Pharmacological Inhibitor of Notch Signaling Stabilizes the Progression of Small Abdominal Aortic Aneurysm in a Mouse Model

BACKGROUND: The progression of abdominal aortic aneurysm (AAA) involves a sustained influx of proinflammatory macrophages, which exacerbate tissue injury by releasing cytokines, chemokines, and matrix metalloproteinases. Previously, we showed that Notch deficiency reduces the development of AAA in the angiotensin II–induced mouse model by preventing infiltration of macrophages. Here, we examined whether Notch inhibition in this mouse model prevents progression of small AAA and whether these effects are associated with altered macrophage differentiation. METHODS AND RESULTS: Treatment with pharmacological Notch inhibitor (DAPT [N‐(N‐[3,5‐difluorophenacetyl]‐L‐alanyl)‐S‐phenylglycine t‐butyl ester]) at day 3 or 8 of angiotensin II infusion arrested the progression of AAA in Apoe(−/−) mice, as demonstrated by a decreased luminal diameter and aortic width. The abdominal aortas of Apoe(−/−) mice treated with DAPT showed decreased expression of matrix metalloproteinases and presence of elastin precursors including tropoelastin and hyaluronic acid.

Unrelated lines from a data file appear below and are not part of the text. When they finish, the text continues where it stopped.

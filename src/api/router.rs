use axum::{
    http::{header, HeaderName, HeaderValue, Method},
    middleware,
    routing::{get, post},
    Router,
};
use tower_http::{
    cors::CorsLayer,
    request_id::{MakeRequestUuid, PropagateRequestIdLayer, SetRequestIdLayer},
    trace::TraceLayer,
};
use tracing::warn;

use super::admin;
use super::analyze;
use super::health;
use super::middleware::{logging_middleware, metrics_middleware, REQUEST_ID_HEADER};
use super::state::AppState;
use super::video;
use crate::config::CorsConfig;

/// Create the full router with application state
pub fn create_router(state: AppState, cors: &CorsConfig) -> Router {
    let request_id = HeaderName::from_static(REQUEST_ID_HEADER);

    Router::new()
        .route("/", get(video::root))
        // Health endpoints
        .route("/health", get(health::health_check))
        .route("/ready", get(health::ready_check))
        .route("/live", get(health::live_check))
        // Video metadata
        .route("/youtube", get(video::video_metadata))
        // Sentiment analysis
        .route("/analyze/comments/batch", post(analyze::analyze_comments_batch))
        .route("/analyze/video", post(analyze::analyze_video))
        .route("/analyze/text", post(analyze::analyze_text))
        // Artifact administration
        .nest("/admin", admin::create_admin_router())
        .with_state(state)
        .layer(middleware::from_fn(logging_middleware))
        .layer(middleware::from_fn(metrics_middleware))
        .layer(TraceLayer::new_for_http())
        .layer(PropagateRequestIdLayer::new(request_id.clone()))
        .layer(SetRequestIdLayer::new(request_id, MakeRequestUuid))
        .layer(cors_layer(cors))
}

/// Credentialed CORS for the configured browser origins
pub fn cors_layer(config: &CorsConfig) -> CorsLayer {
    let origins: Vec<HeaderValue> = config
        .allowed_origins
        .iter()
        .filter_map(|origin| match HeaderValue::from_str(origin) {
            Ok(value) => Some(value),
            Err(e) => {
                warn!(origin = %origin, error = %e, "Ignoring invalid CORS origin");
                None
            }
        })
        .collect();

    CorsLayer::new()
        .allow_origin(origins)
        .allow_credentials(true)
        .allow_methods([Method::GET, Method::POST, Method::OPTIONS])
        .allow_headers([header::CONTENT_TYPE, header::AUTHORIZATION, header::ACCEPT])
}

Marginal adventitial thickening observed in the aorta of DAPT‐treated Apoe(−/−) mice was not associated with increased macrophage content, as observed in the mice treated with angiotensin II alone. Instead, DAPT‐treated abdominal aortas showed increased expression of Cd206‐positive M2 macrophages and decreased expression of Il12‐positive M1 macrophages. Notch1 deficiency promoted M2 differentiation of macrophages by upregulating transforming growth factor β2 in bone marrow–derived macrophages at basal levels and in response to IL4. Protein expression of transforming growth factor β2 and its downstream effector pSmad2 also increased in DAPT‐treated Apoe(−/−) mice, indicating a potential link between Notch and transforming growth factor β2 signaling in the M2 differentiation of macrophages. CONCLUSIONS: Pharmacological inhibitor of Notch signaling prevents the progression of AAA by macrophage differentiation–dependent mechanisms. The study also provides insights for novel therapeutic strategies to prevent the progression of small AAA.